Suspicion against the Nichols brothers increased after it was established that they were involved in drug trafficking, for which they were eventually tried and convicted. However, only Muehlberg was charged in Atchison's murder, and he was found guilty in September 1995. In November of that year, he was sentenced to life imprisonment without parole. Muehlberg's attorneys attempted to appeal his conviction, but it was rejected in 1999. During his subsequent years of detention, he was regarded as an exemplary prisoner who was never reprimanded for any violations.

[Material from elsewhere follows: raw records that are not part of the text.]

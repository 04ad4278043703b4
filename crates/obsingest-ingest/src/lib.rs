//! Per-file ingest stages: header extraction, dependency resolution and
//! exposure record building. Visit definition lives here too.

pub mod builder;
pub mod extract;
pub mod graph;
pub mod resolver;
pub mod visits;

pub use builder::ExposureRecordBuilder;
pub use extract::{
    read_header, FitsHeader, FitsHeaderExtractor, HeaderValue, ObservationInfoExtractor,
};
pub use graph::DimensionGraph;
pub use resolver::{DependencyResolver, ResolvedDependencies, ResolvedDependency};
pub use visits::{VisitDefiner, VisitDefinitionData, VisitReport};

==Link to previous murders==
For almost three decades, the murders attributed to the so-called "Package Killer" went unsolved. In 2008, the cases were reopened due to the advancements of DNA, and in March 2022, authorities got a hit on Muehlberg for one of the murders. Shortly afterwards, he was interviewed and expressed willingness to cooperate with authorities, fully confessing culpability to most of the murders and confessing to the murder of a Jane Doe whose identity remains unknown.

In exchange for his cooperation and the fact that he's suffering from kidney failure, prosecutors agreed not to seek the death penalty. Over the next several months, Muehlberg pleaded guilty to each individual murder, receiving four additional life terms without parole.

As of March 2025, he remains incarcerated at the Potosi Correctional Center in Potosi.